Interpreting Decision Trees

3.14. Interpreting Decision Trees#

As we have seen, decision trees can be used for classification (predicting a class) or regression (predicting a number). In addition to making predictions machine learning models such as decision trees can also be used to gain insights and understand trends in a dataset.

Let’s look at the avocado data. Recall this data contains the following columns:

  • Month: The month

  • TotalVolume: The volume of avocados sold that day

  • Type: The type of avocado we are calculating the average price for (0: conventional, 1: organic)

  • Year: The year

  • AveragePrice: The average price of a single avocado on that particular day

Here is the regression tree that was constructed from the data:

../../_images/interpret_tree_1.png

Looking at this diagram we can get an idea of how the model ‘thinks’. You can see that the first decision this model makes is to split on the type of avocado Type <= 0.5. Typically the most important features are towards the top of the tree.
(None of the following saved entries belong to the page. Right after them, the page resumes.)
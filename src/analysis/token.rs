//! The unit passed between tokenizers and filters.
//!
//! ```
//! use strata::analysis::token::Token;
//!
//! let text = "install python";
//! let token = Token::with_offsets("python", 1, 8, 14);
//! assert_eq!(&text[token.start_offset..token.end_offset], token.text);
//! ```

use serde::{Deserialize, Serialize};

/// A term with where it came from.
#[derive(Clone, Debug, PartialEq, Eq, Serialize, Deserialize)]
pub struct Token {
    /// Term text, possibly rewritten by filters.
    pub text: String,
    /// Index in the tokenizer's output, before any filtering.
    pub position: usize,
    /// Byte offset where the match starts in the analyzed text.
    pub start_offset: usize,
    /// Byte offset just past the match.
    pub end_offset: usize,
}

impl Token {
    /// A token without source offsets.
    pub fn new<S: Into<String>>(text: S, position: usize) -> Self {
        Self::with_offsets(text, position, 0, 0)
    }

    pub fn with_offsets<S: Into<String>>(
        text: S,
        position: usize,
        start_offset: usize,
        end_offset: usize,
    ) -> Self {
        Token {
            text: text.into(),
            position,
            start_offset,
            end_offset,
        }
    }
}

/// Tokens flow lazily through the pipeline.
pub type TokenStream = Box<dyn Iterator<Item = Token> + Send>;
//! Engine configuration.
//!
//! Every struct here deserializes from JSON with all fields optional, so a
//! config file only needs to name what it overrides:
//!
//! ```
//! use strata::config::EngineConfig;
//!
//! let config: EngineConfig = serde_json::from_str(
//!     r#"{ "text_fields": ["question", "text"], "factorization": { "seed": 7 } }"#,
//! ).unwrap();
//! assert_eq!(config.text_fields, vec!["question", "text"]);
//! assert_eq!(config.weighting.min_df, 3);
//! assert_eq!(config.factorization.seed, Some(7));
//! assert_eq!(config.factorization.default_rank, 16);
//! ```

use std::collections::HashSet;
use std::path::{Path, PathBuf};

use serde::{Deserialize, Serialize};

use crate::analysis::tokenizer::regex::DEFAULT_TOKEN_PATTERN;
use crate::error::{Result, StrataError};

/// Stop-word policy applied by every field's analyzer.
#[derive(Debug, Clone, PartialEq, Eq, Serialize, Deserialize, Default)]
#[serde(rename_all = "snake_case")]
pub enum StopWords {
    /// The built-in English list.
    #[default]
    English,
    /// No stop-word removal.
    None,
    /// A caller-supplied list.
    Custom(Vec<String>),
}

/// Term weighting configuration shared by all indexed fields.
#[derive(Debug, Clone, PartialEq, Serialize, Deserialize)]
#[serde(default)]
pub struct WeightingConfig {
    /// Stop-word policy.
    pub stop_words: StopWords,
    /// Minimum number of records a term must occur in to enter the vocabulary.
    pub min_df: usize,
    /// Regular expression whose matches are the raw tokens.
    pub token_pattern: String,
    /// Whether tokens are lowercased before weighting.
    pub lowercase: bool,
}

impl Default for WeightingConfig {
    fn default() -> Self {
        Self {
            stop_words: StopWords::English,
            min_df: 1,
            token_pattern: DEFAULT_TOKEN_PATTERN.to_string(),
            lowercase: true,
        }
    }
}

impl WeightingConfig {
    /// Effective document-frequency threshold (`0` behaves like `1`).
    pub fn effective_min_df(&self) -> usize {
        self.min_df.max(1)
    }
}

/// Configuration for the latent factorization strategies.
#[derive(Debug, Clone, PartialEq, Serialize, Deserialize)]
#[serde(default)]
pub struct FactorizationConfig {
    /// Rank used when a request does not name one.
    pub default_rank: usize,
    /// Extra random directions sampled by the truncated SVD range finder.
    pub oversamples: usize,
    /// Power iterations run by the truncated SVD range finder.
    pub power_iterations: usize,
    /// Maximum multiplicative-update iterations for NMF.
    pub max_iter: usize,
    /// Relative error improvement below which NMF stops.
    pub tol: f64,
    /// Seed for factorization initialization. `None` seeds NMF from OS
    /// entropy, so repeated NMF fits differ.
    pub seed: Option<u64>,
    /// Reuse fitted projections per (field, rank, mode).
    pub cache: bool,
}

impl Default for FactorizationConfig {
    fn default() -> Self {
        Self {
            default_rank: 16,
            oversamples: 10,
            power_iterations: 5,
            max_iter: 200,
            tol: 1e-4,
            seed: None,
            cache: true,
        }
    }
}

/// Configuration for the semantic embedding store.
#[derive(Debug, Clone, PartialEq, Serialize, Deserialize)]
#[serde(default)]
pub struct EmbeddingConfig {
    /// Location of the embedding cache artifact.
    pub cache_path: PathBuf,
    /// Encoder model identifier.
    pub model: String,
    /// Number of records encoded per batch.
    pub batch_size: usize,
}

impl Default for EmbeddingConfig {
    fn default() -> Self {
        Self {
            cache_path: PathBuf::from("embeddings.bin"),
            model: "bert-base-uncased".to_string(),
            batch_size: 32,
        }
    }
}

/// Top-level engine configuration.
#[derive(Debug, Clone, PartialEq, Serialize, Deserialize)]
#[serde(default)]
pub struct EngineConfig {
    /// Text fields indexed for every record, in combination order.
    pub text_fields: Vec<String>,
    /// Term weighting for every text field.
    pub weighting: WeightingConfig,
    /// Latent factorization settings.
    pub factorization: FactorizationConfig,
    /// Embedding store settings.
    pub embeddings: EmbeddingConfig,
    /// Metadata field whose distinct values are offered as filters.
    pub category_field: String,
    /// Field scored by single-field strategies when a request names none.
    pub default_field: String,
    /// Result count used when a request names none.
    pub default_results: usize,
}

impl Default for EngineConfig {
    fn default() -> Self {
        Self {
            text_fields: vec![
                "section".to_string(),
                "question".to_string(),
                "text".to_string(),
            ],
            weighting: WeightingConfig {
                min_df: 3,
                ..WeightingConfig::default()
            },
            factorization: FactorizationConfig::default(),
            embeddings: EmbeddingConfig::default(),
            category_field: "course".to_string(),
            default_field: "text".to_string(),
            default_results: 10,
        }
    }
}

impl EngineConfig {
    /// Read a JSON configuration file.
    pub fn from_file<P: AsRef<Path>>(path: P) -> Result<Self> {
        let content = std::fs::read_to_string(path.as_ref())?;
        let config: EngineConfig = serde_json::from_str(&content)?;
        config.validate()?;
        Ok(config)
    }

    /// Check the configuration for values no index can be built from.
    pub fn validate(&self) -> Result<()> {
        validate_fields(&self.text_fields)?;

        if !self.text_fields.contains(&self.default_field) {
            return Err(StrataError::configuration(format!(
                "default field '{}' is not one of the text fields",
                self.default_field
            )));
        }
        if self.default_results == 0 {
            return Err(StrataError::configuration(
                "default_results must be at least 1",
            ));
        }
        if self.factorization.default_rank == 0 {
            return Err(StrataError::configuration(
                "factorization.default_rank must be at least 1",
            ));
        }
        if !(self.factorization.tol.is_finite() && self.factorization.tol >= 0.0) {
            return Err(StrataError::configuration(
                "factorization.tol must be a non-negative number",
            ));
        }
        if self.embeddings.batch_size == 0 {
            return Err(StrataError::configuration(
                "embeddings.batch_size must be at least 1",
            ));
        }
        Ok(())
    }
}

/// Reject empty or duplicated text field lists.
pub(crate) fn validate_fields(fields: &[String]) -> Result<()> {
    if fields.is_empty() {
        return Err(StrataError::configuration(
            "at least one text field is required",
        ));
    }
    let mut seen = HashSet::new();
    for field in fields {
        if !seen.insert(field.as_str()) {
            return Err(StrataError::configuration(format!(
                "text field '{field}' is configured more than once"
            )));
        }
    }
    Ok(())
}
../../_images/interpret_tree_2.png

If you look at the values in the leaves, you’ll notice that avocados on the left side of the tree are cheaper than the avocados on the right side of the tree. This leads us to the following insight:

  • Organic avocados are typically more expensive than conventional avocados

Another trend you’ll notice is that the decision Year <- 2016.5 comes up on both sides of the tree.
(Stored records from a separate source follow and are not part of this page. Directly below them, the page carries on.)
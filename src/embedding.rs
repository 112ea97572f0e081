//! Semantic embeddings: encoders and the persisted corpus matrix.

pub mod cache;
pub mod encoder;
pub mod store;

#[cfg(feature = "embeddings-candle")]
pub mod candle_encoder;

#[cfg(feature = "embeddings-candle")]
pub use candle_encoder::CandleTextEncoder;
pub use encoder::TextEncoder;
pub use store::EmbeddingStore;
../../_images/interpret_tree_3.png

If you look at the average of the avocado values on the left and right side of these splits, you’ll see that avocados on the left are cheaper than avocados on the right. This leads us to the following insight:

  • Avocados sold in 2017 or later were more expensive that avocados sold in 2016 and before, i.e. the price of avocados have increased

These are just some examples of insights that can be drawn from a decision tree.